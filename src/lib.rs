//! finmsg
//!
//! A library for generating, parsing and converting bank messages.
//!
//! # Supported Formats
//!
//! - **SWIFT MT**: MT940 statements, MT942 interim reports, MT900/MT910
//!   confirmations, with SWIFT or DATEV `:86:` narratives
//! - **ISO 20022 camt**: camt.052/053/054 account reporting and the
//!   camt.026 to camt.087 investigation messages
//! - **ISO 20022 pain**: pain.001, pain.007, pain.008 and pain.009
//!
//! # Features
//!
//! - Namespace and version detection for ISO 20022 documents
//! - German business transaction codes (GVC) with booking text and
//!   bank transaction code classification
//! - Conversion between MT940 and camt.053
//! - Use standard `Read` and `Write` traits for flexibility
//!
//! # Examples
//!
//! ## Parsing an MT940 file
//!
//! ```no_run
//! use std::fs::File;
//! use finmsg::mt::Mt940Document;
//!
//! let mut file = File::open("statement.sta")?;
//! let statement = Mt940Document::from_read(&mut file)?;
//! println!("Statement: {}", statement.reference_id());
//! # Ok::<(), Box<dyn std::error::Error>>(())
//! ```
//!
//! ## Converting MT940 to camt.053
//!
//! ```no_run
//! use std::fs::File;
//! use chrono::NaiveDate;
//! use finmsg::conversion::mt940_to_camt053;
//! use finmsg::iso20022::CamtVersion;
//! use finmsg::mt::Mt940Document;
//!
//! let mut input = File::open("statement.sta")?;
//! let mt940 = Mt940Document::from_read(&mut input)?;
//!
//! let created = NaiveDate::from_ymd_opt(2025, 1, 2).unwrap().and_hms_opt(8, 0, 0).unwrap();
//! let camt053 = mt940_to_camt053(&mt940, "MSG-1", created)?;
//!
//! let mut output = File::create("statement.xml")?;
//! camt053.write_to(&mut output, CamtVersion::V08)?;
//! # Ok::<(), Box<dyn std::error::Error>>(())
//! ```
//!
//! ## Reading any ISO 20022 message
//!
//! ```no_run
//! use finmsg::iso20022::Iso20022Document;
//!
//! let xml = std::fs::read_to_string("message.xml")?;
//! let doc = Iso20022Document::parse(&xml)?;
//! println!("{}", doc.message_type());
//! # Ok::<(), Box<dyn std::error::Error>>(())
//! ```

pub mod error;
pub mod types;
pub mod gvc;
pub mod xml;
pub mod mt;
pub mod iso20022;
pub mod conversion;

use std::str::FromStr;

// Re-export commonly used types
pub use error::{Error, Result};
pub use gvc::GvcCode;
pub use types::{Account, Amount, DebitCredit, FinancialInstitution, Party, PostalAddress, RemittanceInformation};

/// Statement formats the converter reads and writes.
#[derive(Debug, Clone, Copy, PartialEq, Eq)]
pub enum Format {
    /// MT940 SWIFT statement
    Mt940,
    /// camt.053 ISO 20022 statement
    Camt053,
}

impl FromStr for Format {
    type Err = Error;

    fn from_str(s: &str) -> Result<Self> {
        match s.to_lowercase().as_str() {
            "mt940" | "mt-940" | "swift" => Ok(Format::Mt940),
            "camt053" | "camt.053" | "camt" | "xml" => Ok(Format::Camt053),
            _ => Err(Error::InvalidFormat(s.to_string())),
        }
    }
}

impl Format {
    /// File extension for this format.
    pub fn extension(&self) -> &'static str {
        match self {
            Format::Mt940 => "sta",
            Format::Camt053 => "xml",
        }
    }
}

#[cfg(test)]
mod tests {
    use super::*;

    #[test]
    fn test_format_from_str() {
        assert_eq!("mt940".parse::<Format>().unwrap(), Format::Mt940);
        assert_eq!("MT940".parse::<Format>().unwrap(), Format::Mt940);
        assert_eq!("camt.053".parse::<Format>().unwrap(), Format::Camt053);
        assert!("csv".parse::<Format>().is_err());
    }

    #[test]
    fn test_format_extension() {
        assert_eq!(Format::Mt940.extension(), "sta");
        assert_eq!(Format::Camt053.extension(), "xml");
    }
}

**WHAT THE TASK REQUIRES:** All lines from the line containing "pub use gvc::GvcCode;" through the last line of the data are to be repeated exactly; no other line belongs in the answer.

**EXPECTED ANSWER:**
pub use gvc::GvcCode;
pub use types::{Account, Amount, DebitCredit, FinancialInstitution, Party, PostalAddress, RemittanceInformation};

/// Statement formats the converter reads and writes.
#[derive(Debug, Clone, Copy, PartialEq, Eq)]
pub enum Format {
    /// MT940 SWIFT statement
    Mt940,
    /// camt.053 ISO 20022 statement
    Camt053,
}

impl FromStr for Format {
    type Err = Error;

    fn from_str(s: &str) -> Result<Self> {
        match s.to_lowercase().as_str() {
            "mt940" | "mt-940" | "swift" => Ok(Format::Mt940),
            "camt053" | "camt.053" | "camt" | "xml" => Ok(Format::Camt053),
            _ => Err(Error::InvalidFormat(s.to_string())),
        }
    }
}

impl Format {
    /// File extension for this format.
    pub fn extension(&self) -> &'static str {
        match self {
            Format::Mt940 => "sta",
            Format::Camt053 => "xml",
        }
    }
}

#[cfg(test)]
mod tests {
    use super::*;

    #[test]
    fn test_format_from_str() {
        assert_eq!("mt940".parse::<Format>().unwrap(), Format::Mt940);
        assert_eq!("MT940".parse::<Format>().unwrap(), Format::Mt940);
        assert_eq!("camt.053".parse::<Format>().unwrap(), Format::Camt053);
        assert!("csv".parse::<Format>().is_err());
    }

    #[test]
    fn test_format_extension() {
        assert_eq!(Format::Mt940.extension(), "sta");
        assert_eq!(Format::Camt053.extension(), "xml");
    }
}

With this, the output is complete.